攻撃目標、参加兵力、作戦時期、これら極秘であるはずの重要項目が米側に筒抜けになってしまう。
ここまで手札が読まれていたのでは、いかに良い役を揃えようと勝ち目はない。
それに引き換え、日本軍の機密保持は如何にもお粗末であった。
赤線の娼婦相手に、「次の攻撃目標はミッドウェイだ」と得意げに話す将校もいたという。
日米で情報の重要性にこれ程の格差があっては、最早情報戦と呼ぶのもおこがましい。
日本軍はこのミッドウェイ後も、情報に対する認識の甘さから信じられないような失敗を繰り返していくことになる。

太平洋戦争の転換点、ミッドウェイ海戦を一言で簡潔に纏めるならば、日本軍の敗因は連戦連勝による慢心、米軍の勝因は卓越した情報分析能力ということになろうか。
今更言っても詮無いことではあるが、運も米軍側に傾いていたことは否めない。
しかし、勝利の女神は決して太平洋の東側だけに微笑んでいたわけではない。日本側にも事あるごとにサインは送っていた。
局地的ではあるが米軍の善戦、陸上爆撃機を空母に搭載する奇策を用いた東京初空襲、そして史上初の空母対決である珊瑚海海戦。
特に珊瑚海では、来るべきミッドウェイに於いて活かしうる数多くの戦訓が提示された。
その一つ一つを丹念に検証し改善に繋げた米軍と、気付かず、例え気付いたとしても真剣に取り組まなかった日本軍。
どちらを勝利の女神が気に入るかは言わずもがなであろう。

最後に普段なら気に留めず流してしまう事柄についても語っておきたい。
以前にも太平洋戦争を題材にした別のアメリカ人著者の作品で、改めて気付かされた視点でもある。
それは「敵も同じ人間」であるということ。
私は日本人であるが故に日本軍の被った損害、日本人の死や痛みには非常に敏感に反応する。
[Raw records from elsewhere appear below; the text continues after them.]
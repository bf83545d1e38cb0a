//! Error types for Saka3D

use thiserror::Error;

/// Main error type for Saka3D
#[derive(Error, Debug)]
pub enum Saka3dError {
    #[error("Configuration error: {0}")]
    Config(#[from] ConfigError),

    #[error("Scene error: {0}")]
    Scene(#[from] SceneError),

    #[error("Chat error: {0}")]
    Chat(#[from] ChatError),

    #[error("Web server error: {0}")]
    Web(#[from] WebError),

    #[error("IO error: {0}")]
    Io(#[from] std::io::Error),
}

/// Configuration-related errors
#[derive(Error, Debug)]
pub enum ConfigError {
    #[error("Failed to read config file: {0}")]
    ReadFile(String),

    #[error("Failed to parse config: {0}")]
    Parse(String),

    #[error("Invalid configuration value: {field} - {message}")]
    InvalidValue { field: String, message: String },
}

/// Scene and rig manifest errors
#[derive(Error, Debug)]
pub enum SceneError {
    #[error("Failed to read rig manifest: {0}")]
    ReadManifest(String),

    #[error("Failed to parse rig manifest: {0}")]
    ParseManifest(String),

    #[error("Mesh {mesh} declares {names} morph targets but {weights} weights")]
    WeightCount {
        mesh: String,
        names: usize,
        weights: usize,
    },
}

/// Chat completion errors
#[derive(Error, Debug, Clone)]
pub enum ChatError {
    #[error("API error: {status} {reason}")]
    Status { status: u16, reason: String },

    #[error("Network error: {0}")]
    Network(String),

    #[error("Failed to decode completion: {0}")]
    Decode(String),

    #[error("Completion contained no reply text")]
    EmptyReply,

    #[error("No API key configured (set chat.api_key or ${0})")]
    MissingApiKey(String),
}

impl ChatError {
    /// HTTP status code, if the failure came from a non-2xx response
    pub fn status(&self) -> Option<u16> {
        match self {
            ChatError::Status { status, .. } => Some(*status),
            _ => None,
        }
    }
}

impl From<reqwest::Error> for ChatError {
    fn from(e: reqwest::Error) -> Self {
        if e.is_decode() {
            ChatError::Decode(e.to_string())
        } else {
            ChatError::Network(e.to_string())
        }
    }
}

/// Web server errors
#[derive(Error, Debug)]
pub enum WebError {
    #[error("Failed to bind to address: {0}")]
    Bind(String),

    #[error("Server error: {0}")]
    Serve(String),
}

/// Result type alias for Saka3D operations
pub type Result<T> = std::result::Result<T, Saka3dError>;
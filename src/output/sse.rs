//! Server-Sent Events for real-time frame updates

use axum::response::sse::{Event, KeepAlive, Sse};
use futures::stream::Stream;
use std::convert::Infallible;
use std::sync::Arc;
use std::time::Duration;
use tokio_stream::wrappers::BroadcastStream;
use tokio_stream::StreamExt;

use crate::animation::FrameReport;
use crate::AppState;

/// Create an SSE stream of frame reports
pub fn create_frame_stream(
    app_state: Arc<AppState>,
) -> Sse<impl Stream<Item = Result<Event, Infallible>>> {
    let rx = app_state.subscribe_frames();

    let stream = BroadcastStream::new(rx).filter_map(|result| match result {
        Ok(report) => frame_to_event(&report).map(Ok),
        Err(_) => None, // Skip lagged messages
    });

    Sse::new(stream).keep_alive(
        KeepAlive::new()
            .interval(Duration::from_secs(15))
            .text("keep-alive"),
    )
}

/// Convert a frame report to an SSE event
fn frame_to_event(report: &FrameReport) -> Option<Event> {
    match serde_json::to_string(report) {
        Ok(data) => Some(Event::default().event("frame").data(data)),
        Err(e) => {
            tracing::error!("Failed to serialize frame: {}", e);
            None
        }
    }
}
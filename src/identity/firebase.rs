// Firebase Auth client over the Identity Toolkit REST API.
// Authenticates with a Google service account: a short-lived RS256 JWT
// assertion is exchanged at the token endpoint for a bearer token, which
// is cached until shortly before expiry.

use std::path::Path;
use std::time::{Duration, Instant};

use chrono::Utc;
use jsonwebtoken::{encode, Algorithm, EncodingKey, Header};
use serde::{Deserialize, Serialize};
use serde_json::json;
use tokio::sync::Mutex;

use super::{IdentityError, IdentityProvider};
use async_trait::async_trait;

const IDENTITY_TOOLKIT_URL: &str = "https://identitytoolkit.googleapis.com/v1";
const TOKEN_SCOPE: &str = "https://www.googleapis.com/auth/identitytoolkit";
const TOKEN_LIFETIME_SECS: i64 = 3600;

/// Google service-account key, parsed from the credential JSON file
#[derive(Debug, Clone, Deserialize)]
struct ServiceAccountKey {
    project_id: String,
    client_email: String,
    private_key: String,
    token_uri: String,
}

/// Claims of the OAuth2 JWT-bearer assertion
#[derive(Debug, Serialize)]
struct AssertionClaims<'a> {
    iss: &'a str,
    scope: &'a str,
    aud: &'a str,
    iat: i64,
    exp: i64,
}

struct CachedToken {
    access_token: String,
    expires_at: Instant,
}

/// Firebase Auth implementation of IdentityProvider
pub struct FirebaseIdentityProvider {
    http: reqwest::Client,
    key: ServiceAccountKey,
    signing_key: EncodingKey,
    token: Mutex<Option<CachedToken>>,
}

impl FirebaseIdentityProvider {
    /// Creates a provider from a service-account credential file
    pub fn from_credentials_file(path: &Path) -> Result<Self, IdentityError> {
        let raw = std::fs::read_to_string(path)
            .map_err(|e| IdentityError::Credentials(format!("{}: {}", path.display(), e)))?;
        let key: ServiceAccountKey = serde_json::from_str(&raw)
            .map_err(|e| IdentityError::Credentials(e.to_string()))?;

        let signing_key = EncodingKey::from_rsa_pem(key.private_key.as_bytes())
            .map_err(|e| IdentityError::Credentials(format!("bad private key: {}", e)))?;

        Ok(Self {
            http: reqwest::Client::new(),
            key,
            signing_key,
            token: Mutex::new(None),
        })
    }

    /// Returns a valid bearer token, minting a new one when the cached
    /// token is absent or within a minute of expiry
    async fn access_token(&self) -> Result<String, IdentityError> {
        let mut cached = self.token.lock().await;
        if let Some(token) = cached.as_ref() {
            if token.expires_at > Instant::now() + Duration::from_secs(60) {
                return Ok(token.access_token.clone());
            }
        }

        let now = Utc::now().timestamp();
        let claims = AssertionClaims {
            iss: &self.key.client_email,
            scope: TOKEN_SCOPE,
            aud: &self.key.token_uri,
            iat: now,
            exp: now + TOKEN_LIFETIME_SECS,
        };

        let assertion = encode(&Header::new(Algorithm::RS256), &claims, &self.signing_key)
            .map_err(|e| IdentityError::Token(e.to_string()))?;

        #[derive(Deserialize)]
        struct TokenResponse {
            access_token: String,
            expires_in: u64,
        }

        let response: TokenResponse = self
            .http
            .post(&self.key.token_uri)
            .form(&[
                ("grant_type", "urn:ietf:params:oauth:grant-type:jwt-bearer"),
                ("assertion", assertion.as_str()),
            ])
            .send()
            .await?
            .error_for_status()
            .map_err(|e| IdentityError::Token(e.to_string()))?
            .json()
            .await?;

        let token = response.access_token.clone();
        *cached = Some(CachedToken {
            access_token: response.access_token,
            expires_at: Instant::now() + Duration::from_secs(response.expires_in),
        });

        Ok(token)
    }

    /// POSTs a JSON body to an accounts endpoint and surfaces provider
    /// errors as `IdentityError::Provider`
    async fn accounts_call(
        &self,
        action: &str,
        body: serde_json::Value,
    ) -> Result<serde_json::Value, IdentityError> {
        let token = self.access_token().await?;
        let url = format!(
            "{}/projects/{}/accounts:{}",
            IDENTITY_TOOLKIT_URL, self.key.project_id, action
        );

        let response = self
            .http
            .post(&url)
            .bearer_auth(token)
            .json(&body)
            .send()
            .await?;

        let status = response.status();
        let payload: serde_json::Value = response.json().await?;

        if !status.is_success() {
            let message = payload
                .pointer("/error/message")
                .and_then(|m| m.as_str())
                .unwrap_or("unknown error")
                .to_string();
            return Err(IdentityError::Provider(message));
        }

        Ok(payload)
    }
}

#[async_trait]
impl IdentityProvider for FirebaseIdentityProvider {
    async fn delete_account(&self, uid: &str) -> Result<(), IdentityError> {
        self.accounts_call("delete", json!({ "localId": uid }))
            .await?;
        tracing::info!(uid, "deleted identity-provider account");
        Ok(())
    }

    async fn find_uid_by_email(&self, email: &str) -> Result<Option<String>, IdentityError> {
        let payload = self
            .accounts_call("lookup", json!({ "email": [email] }))
            .await?;

        Ok(payload
            .pointer("/users/0/localId")
            .and_then(|uid| uid.as_str())
            .map(str::to_string))
    }
}
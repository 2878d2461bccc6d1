pub mod coffees;
pub mod users;

use mongodb::bson::oid::ObjectId;

use crate::api::errors::ApiError;

/// Welcome banner
///
/// GET /
pub async fn welcome() -> &'static str {
    "Welcome to CafeHub Server"
}

/// Parses a path segment into an ObjectId, mapping malformed input to a
/// client error
pub(crate) fn parse_object_id(id: &str) -> Result<ObjectId, ApiError> {
    ObjectId::parse_str(id).map_err(|_| ApiError::bad_request(format!("Invalid id: {}", id)))
}
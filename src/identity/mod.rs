// Identity-provider seam. Handlers depend on the trait; the Firebase
// implementation lives in the firebase module.

pub mod firebase;

pub use firebase::FirebaseIdentityProvider;

use async_trait::async_trait;

/// Errors from the identity provider
#[derive(Debug, thiserror::Error)]
pub enum IdentityError {
    /// The credential file could not be read or parsed
    #[error("invalid service account credentials: {0}")]
    Credentials(String),

    /// Minting or refreshing the access token failed
    #[error("failed to obtain access token: {0}")]
    Token(String),

    /// Transport-level failure talking to the provider
    #[error("identity provider request failed: {0}")]
    Http(#[from] reqwest::Error),

    /// The provider rejected the call (e.g. USER_NOT_FOUND)
    #[error("identity provider error: {0}")]
    Provider(String),
}

/// Client for the external identity provider
///
/// Two operations are needed by the user-delete cascade: delete an account
/// by its uid, and resolve a uid from an email address.
#[async_trait]
pub trait IdentityProvider: Send + Sync {
    /// Delete the account with the given uid
    async fn delete_account(&self, uid: &str) -> Result<(), IdentityError>;

    /// Resolve the uid of the account registered under the given email,
    /// or `None` when no such account exists
    async fn find_uid_by_email(&self, email: &str) -> Result<Option<String>, IdentityError>;
}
大いに同情し感傷に浸る。
しかしともすればそれは、米側の痛みについて無関心な状態ともいえる。
アメリカ人は原爆のキノコ雲を見て、戦争終結の象徴と感じるらしい。
あのキノコ雲の下で現出した地獄には、思いが至ってないのである。

戦争である以上、勝利した米軍側にも戦死者があり、数々の悲劇が存在する。
それを今回の読書で、再びはっきりと認識した。
零戦に撃墜されると解っていながら旧式の雷撃機で出撃するパイロット、戦闘後疎らになったガン・ルームの寂しげな描写、爆撃で火の海と化す空母艦内の様子。
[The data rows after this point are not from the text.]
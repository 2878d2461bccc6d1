use axum::{
    http::StatusCode,
    response::{IntoResponse, Response},
    Json,
};
use serde_json::json;

/// API error type with HTTP status code and message
///
/// `detail` carries the underlying error text for failures that must
/// surface it (the user-delete cascade's 500 response).
#[derive(Debug)]
pub struct ApiError {
    pub status: StatusCode,
    pub message: String,
    pub detail: Option<String>,
}

impl ApiError {
    /// Creates a new API error
    pub fn new(status: StatusCode, message: impl Into<String>) -> Self {
        Self {
            status,
            message: message.into(),
            detail: None,
        }
    }

    /// Creates a 400 Bad Request error
    pub fn bad_request(message: impl Into<String>) -> Self {
        Self::new(StatusCode::BAD_REQUEST, message)
    }

    /// Creates a 404 Not Found error
    pub fn not_found(message: impl Into<String>) -> Self {
        Self::new(StatusCode::NOT_FOUND, message)
    }

    /// Creates a 500 Internal Server Error
    pub fn internal_server_error(message: impl Into<String>) -> Self {
        Self::new(StatusCode::INTERNAL_SERVER_ERROR, message)
    }

    /// Attaches the underlying error detail
    pub fn with_detail(mut self, detail: impl Into<String>) -> Self {
        self.detail = Some(detail.into());
        self
    }
}

impl IntoResponse for ApiError {
    fn into_response(self) -> Response {
        let body = match self.detail {
            Some(detail) => Json(json!({
                "error": self.message,
                "detail": detail,
            })),
            None => Json(json!({
                "error": self.message
            })),
        };

        (self.status, body).into_response()
    }
}

impl From<String> for ApiError {
    fn from(message: String) -> Self {
        Self::internal_server_error(message)
    }
}
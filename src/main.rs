use std::net::SocketAddr;
use std::sync::Arc;

use mongodb::Client;
use tower_http::cors::{Any, CorsLayer};
use tower_http::trace::TraceLayer;

use cafehub_api::api::{self, AppState};
use cafehub_api::config::Config;
use cafehub_api::identity::FirebaseIdentityProvider;
use cafehub_api::infrastructure::repositories::{MongoCoffeeRepository, MongoUserRepository};

#[tokio::main]
async fn main() {
    // Initialize tracing
    tracing_subscriber::fmt::init();

    // Load environment variables
    dotenv::dotenv().ok();

    let config = Config::from_env();

    // Connect to database
    tracing::info!("Connecting to database...");
    let client = Client::with_uri_str(&config.mongodb_uri)
        .await
        .expect("Failed to connect to database");
    let database = client.database(&config.database_name);

    tracing::info!("Database connected successfully");

    // Identity provider client
    let identity = FirebaseIdentityProvider::from_credentials_file(&config.firebase_credentials)
        .expect("Failed to load identity-provider credentials");

    let state = AppState {
        coffees: Arc::new(MongoCoffeeRepository::new(&database)),
        users: Arc::new(MongoUserRepository::new(&database)),
        identity: Arc::new(identity),
    };

    // Configure CORS
    let cors = CorsLayer::new()
        .allow_origin(Any)
        .allow_methods(Any)
        .allow_headers(Any);

    // Build router
    let app = api::router(state)
        .layer(TraceLayer::new_for_http())
        .layer(cors);

    // Start server
    let addr = SocketAddr::from(([0, 0, 0, 0], config.port));
    tracing::info!("CafeHub Server listening on {}", addr);

    let listener = tokio::net::TcpListener::bind(addr)
        .await
        .expect("Failed to bind address");

    axum::serve(listener, app).await.expect("Server failed");
}
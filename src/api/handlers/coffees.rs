use axum::{
    extract::{Path, State},
    http::StatusCode,
    Json,
};
use mongodb::bson::Document;

use super::parse_object_id;
use crate::api::errors::ApiError;
use crate::api::AppState;
use crate::domain::repositories::{DeleteAck, InsertAck, UpdateAck};

/// Create a new coffee
///
/// POST /coffees
pub async fn create_coffee(
    State(state): State<AppState>,
    Json(document): Json<Document>,
) -> Result<(StatusCode, Json<InsertAck>), ApiError> {
    let ack = state
        .coffees
        .insert(document)
        .await
        .map_err(|e| ApiError::internal_server_error(format!("Failed to create coffee: {}", e)))?;

    Ok((StatusCode::CREATED, Json(ack)))
}

/// List all coffees
///
/// GET /coffees
pub async fn list_coffees(
    State(state): State<AppState>,
) -> Result<Json<Vec<Document>>, ApiError> {
    let coffees = state
        .coffees
        .find_all()
        .await
        .map_err(|e| ApiError::internal_server_error(format!("Database error: {}", e)))?;

    Ok(Json(coffees))
}

/// Get a coffee by ID; absent ids yield a JSON null body, not a 404
///
/// GET /coffees/:id
pub async fn get_coffee(
    State(state): State<AppState>,
    Path(id): Path<String>,
) -> Result<Json<Option<Document>>, ApiError> {
    let id = parse_object_id(&id)?;

    let coffee = state
        .coffees
        .find_by_id(id)
        .await
        .map_err(|e| ApiError::internal_server_error(format!("Database error: {}", e)))?;

    Ok(Json(coffee))
}

/// Replace a coffee by ID, creating it when absent (upsert)
///
/// PUT /coffees/:id
pub async fn replace_coffee(
    State(state): State<AppState>,
    Path(id): Path<String>,
    Json(document): Json<Document>,
) -> Result<Json<UpdateAck>, ApiError> {
    let id = parse_object_id(&id)?;

    let ack = state
        .coffees
        .replace_by_id(id, document)
        .await
        .map_err(|e| ApiError::internal_server_error(format!("Failed to replace coffee: {}", e)))?;

    Ok(Json(ack))
}

/// Delete a coffee by ID; deleting an absent id acknowledges zero deletions
///
/// DELETE /coffees/:id
pub async fn delete_coffee(
    State(state): State<AppState>,
    Path(id): Path<String>,
) -> Result<Json<DeleteAck>, ApiError> {
    let id = parse_object_id(&id)?;

    let ack = state
        .coffees
        .delete_by_id(id)
        .await
        .map_err(|e| ApiError::internal_server_error(format!("Failed to delete coffee: {}", e)))?;

    Ok(Json(ack))
}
どれもこれも戦争の悲惨さをまざまざと突き付けてくる。
この当たり前でありながら、忘れがちな「敵側の痛み」。
これを、もう一度しっかりと心に刻めたことは今回最大の収穫だったかもしれない。

三部作の二作目が「ガダルカナルからサイパン陥落まで」ということは、三作目は「レイテから沖縄まで」ということになろう。
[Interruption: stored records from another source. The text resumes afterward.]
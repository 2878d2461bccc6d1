use axum::{
    extract::{Path, Query, State},
    http::StatusCode,
    Json,
};
use mongodb::bson::Document;
use serde::Deserialize;

use super::parse_object_id;
use crate::api::errors::ApiError;
use crate::api::AppState;
use crate::domain::repositories::{DeleteAck, InsertAck, UpdateAck};
use crate::domain::user::User;
use crate::identity::{IdentityError, IdentityProvider};

/// Query parameters for listing users
#[derive(Debug, Deserialize)]
#[serde(rename_all = "camelCase")]
pub struct ListUsersQuery {
    pub search_query: Option<String>,
}

/// Request body for updating a user's last sign-in time
#[derive(Debug, Deserialize)]
#[serde(rename_all = "camelCase")]
pub struct LastSignInRequest {
    pub email: String,
    pub last_sign_in_time: String,
}

/// Create a new user
///
/// POST /users
pub async fn create_user(
    State(state): State<AppState>,
    Json(document): Json<Document>,
) -> Result<(StatusCode, Json<InsertAck>), ApiError> {
    let ack = state
        .users
        .insert(document)
        .await
        .map_err(|e| ApiError::internal_server_error(format!("Failed to create user: {}", e)))?;

    Ok((StatusCode::CREATED, Json(ack)))
}

/// List users, optionally filtered by a case-insensitive substring match
/// over name, email, phoneNumber and address
///
/// GET /users?searchQuery=S
pub async fn list_users(
    State(state): State<AppState>,
    Query(params): Query<ListUsersQuery>,
) -> Result<Json<Vec<User>>, ApiError> {
    let users = match params.search_query.as_deref() {
        Some(query) => state.users.search(query).await,
        None => state.users.find_all().await,
    }
    .map_err(|e| ApiError::internal_server_error(format!("Database error: {}", e)))?;

    Ok(Json(users))
}

/// Update a user's last sign-in time by email; an unknown email is a
/// zero-match acknowledgment, not an error
///
/// PATCH /users
pub async fn update_last_sign_in(
    State(state): State<AppState>,
    Json(req): Json<LastSignInRequest>,
) -> Result<Json<UpdateAck>, ApiError> {
    let ack = state
        .users
        .set_last_sign_in(&req.email, &req.last_sign_in_time)
        .await
        .map_err(|e| {
            ApiError::internal_server_error(format!("Failed to update last sign-in: {}", e))
        })?;

    Ok(Json(ack))
}

/// Delete a user, cascading to the identity provider
///
/// DELETE /users/:id
///
/// The flow is: find the user (404 when absent), remove the linked
/// identity-provider account, then delete the database record. A failed
/// delete-by-uid aborts the whole operation; a failed resolve-by-email is
/// logged and the database delete proceeds.
pub async fn delete_user(
    State(state): State<AppState>,
    Path(id): Path<String>,
) -> Result<Json<DeleteAck>, ApiError> {
    let id = parse_object_id(&id)?;

    let user = state
        .users
        .find_by_id(id)
        .await
        .map_err(|e| ApiError::internal_server_error("Failed to delete user").with_detail(e))?
        .ok_or_else(|| ApiError::not_found("User not found"))?;

    match remove_identity_account(state.identity.as_ref(), &user).await {
        Ok(IdentityCleanup::Deleted) => {}
        Ok(IdentityCleanup::Skipped) => {
            tracing::info!(user_id = %id, "user has no identity-provider link");
        }
        Ok(IdentityCleanup::Unresolved(reason)) => {
            tracing::warn!(
                user_id = %id,
                reason,
                "could not remove identity-provider account, deleting record anyway"
            );
        }
        Err(e) => {
            tracing::error!(user_id = %id, error = %e, "identity-provider deletion failed");
            return Err(ApiError::internal_server_error("Failed to delete user")
                .with_detail(e.to_string()));
        }
    }

    let ack = state
        .users
        .delete_by_id(id)
        .await
        .map_err(|e| ApiError::internal_server_error("Failed to delete user").with_detail(e))?;

    Ok(Json(ack))
}

/// Outcome of the identity-provider step of a user delete
#[derive(Debug)]
enum IdentityCleanup {
    /// The linked account was removed
    Deleted,
    /// Resolution by email failed; logged, delete proceeds
    Unresolved(String),
    /// The document carries neither a uid nor an email
    Skipped,
}

/// Removes the identity-provider account linked to `user`, if any.
///
/// The uid branch is fatal: its errors propagate and abort the delete.
/// The email branch is best-effort: every failure collapses into
/// `Unresolved` so the caller continues.
async fn remove_identity_account(
    identity: &dyn IdentityProvider,
    user: &User,
) -> Result<IdentityCleanup, IdentityError> {
    if let Some(uid) = user.firebase_uid.as_deref() {
        identity.delete_account(uid).await?;
        return Ok(IdentityCleanup::Deleted);
    }

    let Some(email) = user.email.as_deref() else {
        return Ok(IdentityCleanup::Skipped);
    };

    let attempt: Result<Option<()>, IdentityError> = async {
        match identity.find_uid_by_email(email).await? {
            Some(uid) => identity.delete_account(&uid).await.map(Some),
            None => Ok(None),
        }
    }
    .await;

    Ok(match attempt {
        Ok(Some(())) => IdentityCleanup::Deleted,
        Ok(None) => IdentityCleanup::Unresolved(format!("no account registered for {}", email)),
        Err(e) => IdentityCleanup::Unresolved(e.to_string()),
    })
}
従って日本人読者が心に余裕をもって読書出来るのは、先の第一段上巻までとなる。
無謀な作戦による惨敗に次ぐ惨敗。自暴自棄な戦いがやがて特攻へと続いていく。
極めて陰鬱な読書になることは既に確定しているが、必ずまた此処にて感想を述べることをお約束して、今回はひとまず筆を置きたい。